The datas set was extracted from students' answers and associated scores from the HTML data from the coursera website for natural language processing and neural network analysis.

pipeline

What it does

This pipeline uses a Python application, available as a Jupyter notebook, to transform student answers and scores into Python lists, generate a vocabulary from those answers for Natural Language Processing, transform the answers into vectors for analysis. Given a processed answer, the Neural Network predicts the corresponding score.

How it works

This pipeline requires two scripts to run. First, load_json.py loads student answer and score data already in JSON format. The script outputs a python list of sublists, where each sublist is a student's answer to one question followed by the averages of the scores given to that question by the student's reviewers. This script separates the answer and score data for each question into separate lists, removes reviewer comments associated with a student’s answer, cleans up leftover HTML code, and normalizes the scores for each answer and returns scores between 0 and 1 for analysis.

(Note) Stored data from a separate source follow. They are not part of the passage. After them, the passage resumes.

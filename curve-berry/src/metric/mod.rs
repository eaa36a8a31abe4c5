//! 曲线距离指标.
//!
//! 记曲线 1 (MRI) 为 `P`, 曲线 2 (组织学) 为 `Q`, 距离矩阵 `D[i, j] = |P_i - Q_j|`.
//! BDE (boundary distance error) 统计量建立在两组最近点距离上:
//!
//! - `d1`: `Q` 中每个点到 `P` 的最近距离 (`D` 的列最小值);
//! - `d2`: `P` 中每个点到 `Q` 的最近距离 (`D` 的行最小值).
//!
//! 各统计量对 `d1`, `d2` 分别计算后取平均 (`bde_hd` 取最大值), 因此交换两条曲线
//! 结果不变.

use ndarray::{Array2, ArrayView2, Axis};

use crate::consts::HD_QUANTILE;
use crate::{stats, Idx2dF};

mod frechet;

pub use frechet::frechet;

/// 两点之间的欧氏距离.
#[inline]
pub fn point_distance(a: Idx2dF, b: Idx2dF) -> f64 {
    (a.0 - b.0).hypot(a.1 - b.1)
}

/// 距离矩阵. 行对应 `a` 中的点, 列对应 `b` 中的点.
pub fn pairwise_distances(a: &[Idx2dF], b: &[Idx2dF]) -> Array2<f64> {
    Array2::from_shape_fn((a.len(), b.len()), |(i, j)| point_distance(a[i], b[j]))
}

/// 沿 `axis` 的最小值. 与 `axis` 正交的方向上每个下标对应一个值.
fn min_along(d: ArrayView2<f64>, axis: Axis) -> Vec<f64> {
    d.lanes(axis)
        .into_iter()
        .map(|lane| lane.fold(f64::INFINITY, |acc, &v| acc.min(v)))
        .collect()
}

/// 最近点距离 `(d1, d2)`: `d1` 为列最小值, `d2` 为行最小值.
///
/// 矩阵为空时两者均为空.
pub fn nearest_distances(d: ArrayView2<f64>) -> (Vec<f64>, Vec<f64>) {
    if d.is_empty() {
        return (Vec::new(), Vec::new());
    }
    (min_along(d, Axis(0)), min_along(d, Axis(1)))
}

/// 一次测量的全部指标.
///
/// 序列化时键的顺序与字段顺序一致; `label` 为 `None` 时省略.
#[derive(Clone, Debug, PartialEq)]
#[cfg_attr(feature = "serde", derive(serde::Serialize, serde::Deserialize))]
pub struct MetricRecord {
    /// MRI 切片的解剖标签 (仅带标签模式).
    #[cfg_attr(feature = "serde", serde(default, skip_serializing_if = "Option::is_none"))]
    pub label: Option<i64>,

    /// 两组最近点距离中位数的平均.
    pub bde_median: f64,

    /// 两组最近点距离均值的平均.
    pub bde_mad: f64,

    /// 两组最近点距离均方的平均, 再开方.
    pub bde_rms: f64,

    /// 两组最近点距离 95 分位数的平均.
    pub bde_hd95: f64,

    /// 所有最近点距离的最大值 (Hausdorff 距离).
    pub bde_hd: f64,

    /// 离散 Fréchet 距离.
    pub frechet: f64,
}

/// 两组样本同一统计量的平均. 任一组为空时为 NaN.
fn averaged(d1: &[f64], d2: &[f64], f: impl Fn(&[f64]) -> Option<f64>) -> f64 {
    match (f(d1), f(d2)) {
        (Some(a), Some(b)) => (a + b) / 2.0,
        _ => f64::NAN,
    }
}

impl MetricRecord {
    /// 由距离矩阵计算 BDE 统计量, Fréchet 距离由调用方给出.
    pub fn from_distances(d: ArrayView2<f64>, frechet: f64) -> Self {
        let (d1, d2) = nearest_distances(d);

        let bde_median = averaged(&d1, &d2, stats::median::<f64>);
        let bde_mad = averaged(&d1, &d2, stats::mean::<f64>);
        let bde_rms = averaged(&d1, &d2, |v| {
            let sq: Vec<f64> = v.iter().map(|x| x * x).collect();
            stats::mean(&sq)
        })
        .sqrt();
        let bde_hd95 = averaged(&d1, &d2, |v| stats::quantile(v, HD_QUANTILE));
        let bde_hd = match (stats::max(&d1), stats::max(&d2)) {
            (Some(a), Some(b)) => a.max(b),
            _ => f64::NAN,
        };

        Self {
            label: None,
            bde_median,
            bde_mad,
            bde_rms,
            bde_hd95,
            bde_hd,
            frechet,
        }
    }

    /// 在同一对曲线上计算全部指标.
    pub fn compute(p: &[Idx2dF], q: &[Idx2dF]) -> Self {
        let d = pairwise_distances(p, q);
        Self::from_distances(d.view(), frechet(p, q))
    }

    /// 附上标签.
    #[inline]
    pub fn with_label(mut self, label: i64) -> Self {
        self.label = Some(label);
        self
    }
}
//! 对应关系修剪.
//!
//! 两条曲线覆盖的解剖范围往往不同. 曲线 1 超出曲线 2 的部分, 其最近点会
//! 集中落在曲线 2 的端点上, 反之亦然. 修剪从两端剥离这些 "失控" 的点,
//! 直到遇到一个最近点不在对方端点上的点为止.
//!
//! 距离矩阵的行对应曲线 1 (MRI), 列对应曲线 2 (组织学).

use std::ops::RangeInclusive;

use itertools::Itertools;
use ndarray::{ArrayView1, ArrayView2, Axis};

/// 两条曲线各自保留的闭区间下标范围 `[am, bm]`, `[ah, bh]`.
#[derive(Copy, Clone, Debug, Default, Eq, PartialEq, Hash)]
pub struct TrimBounds {
    /// 曲线 1 保留范围起点.
    pub am: usize,
    /// 曲线 1 保留范围终点 (含).
    pub bm: usize,
    /// 曲线 2 保留范围起点.
    pub ah: usize,
    /// 曲线 2 保留范围终点 (含).
    pub bh: usize,
}

/// 最小值下标, 并列时取第一个.
#[inline]
fn argmin(lane: ArrayView1<f64>) -> usize {
    lane.iter()
        .copied()
        .position_min_by(|a, b| a.total_cmp(b))
        .unwrap_or(0)
}

/// 从两端剥离最近点落在 `{0, last}` 上的点.
fn peel(nn: &[usize], last: usize) -> (usize, usize) {
    let is_end = |k: usize| nn[k] == 0 || nn[k] == last;
    let mut a = 0;
    let mut b = nn.len().saturating_sub(1);
    while a < b && is_end(a) {
        a += 1;
    }
    while b > a && is_end(b) {
        b -= 1;
    }
    (a, b)
}

/// 由距离矩阵计算修剪范围.
///
/// 纯函数, 不修改任何输入. 保留范围可能退化为单个点.
pub fn trim_bounds(d: ArrayView2<f64>) -> TrimBounds {
    let (n, m) = d.dim();
    if n == 0 || m == 0 {
        return TrimBounds {
            am: 0,
            bm: n.saturating_sub(1),
            ah: 0,
            bh: m.saturating_sub(1),
        };
    }

    let nn1: Vec<usize> = d.lanes(Axis(1)).into_iter().map(argmin).collect();
    let nn2: Vec<usize> = d.lanes(Axis(0)).into_iter().map(argmin).collect();
    let (am, bm) = peel(&nn1, m - 1);
    let (ah, bh) = peel(&nn2, n - 1);

    let bounds = TrimBounds { am, bm, ah, bh };
    log::info!("trim bounds: {bounds:?} for {n} x {m} points");
    if am == bm || ah == bh {
        log::warn!("trimming left a single point on one curve: {bounds:?}");
    }
    bounds
}

impl TrimBounds {
    /// 曲线 1 的保留范围.
    #[inline]
    pub fn mri_range(&self) -> RangeInclusive<usize> {
        self.am..=self.bm
    }

    /// 曲线 2 的保留范围.
    #[inline]
    pub fn hist_range(&self) -> RangeInclusive<usize> {
        self.ah..=self.bh
    }

    /// 截取两条曲线的保留部分. 范围越界时得到空切片.
    pub fn apply<'a, T>(&self, c1: &'a [T], c2: &'a [T]) -> (&'a [T], &'a [T]) {
        (
            c1.get(self.mri_range()).unwrap_or(&[]),
            c2.get(self.hist_range()).unwrap_or(&[]),
        )
    }

    /// 长度分别为 `n`, `m` 的两条曲线各被剪掉的点数.
    pub fn trimmed_count(&self, n: usize, m: usize) -> (usize, usize) {
        let kept = |r: RangeInclusive<usize>| r.count();
        (
            n.saturating_sub(kept(self.mri_range())),
            m.saturating_sub(kept(self.hist_range())),
        )
    }

    /// 线段 `(i, i + 1)` 是否整体位于 `range` 内.
    #[inline]
    pub fn segment_kept(range: &RangeInclusive<usize>, i: usize) -> bool {
        range.contains(&i) && range.contains(&(i + 1))
    }
}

Next, the Epigenetics-Answer-Classifier.ipynb notebook runs a python notebook that takes a python list of answers and scores as input. This notebook first uses spaCy for natural language processing with the built-in standard english language model. SpaCy tokenizes the input data, and creates a vocabulary from the 10,000 most frequent words in the dataset. The vector representing each answer contains the count of each vocabulary word and the normalized score for that answer.

Using the Neural Network software TensorFlow (TFlearn API), the dataset is split into training, test, and validation sets (80%, 10%, and 10% respectively for this analysis). The neural network contains two hidden layers with 100 nodes and 10 nodes respectively and utilizes the ReLU activation function, trains for 1,000 to 30,000 steps.

Required input data

  • Student answer and score data in JSON format (start with load_json.py)

OR

  • Student answer and score data in HTML format (processing script for HTML data available upon request)

Optional input data

  • outside vocabulary or word corpus

Installation

It is recommended that you setup an Anaconda environment and install the packages listed in the Dependencies section below.

Dependencies

  • python 3+

  • pandas

  • numpy

  • tensorflow

  • tflearn

  • spacy

Table of (code) contents:

resources

  • conda-env-epimook.yml: YAML file for conda ML/NLP environment

src

  • get_abstracts.py: Read abstracts from multiple xml files in parallel. Can be used to generate custom vocabulary and corpora.

  • gen_dummy_data.py: Generates dummy/test data for pipeline tests and optimization.

src/notebooks

  • load_json.py: processes data in json format into python lists for input into spaCy and TFlearn (Epigenetics-Answer-Classifier.ipynb)

  • output_csv.py: processes data in json format into human-interpretable csv file of answers and scores

  • Epigenetics-Answer-Classifier.ipynb: Jupyter/Python notebook that uses TensorFlow/TFLearn and spaCy for Neural Network implementation and Natural Language Processing.

src/preprocess

  • preprocess.py: preprocess data from .html files from Coursera or other online source into json format for analysis

To-do:

Final git repo location TBD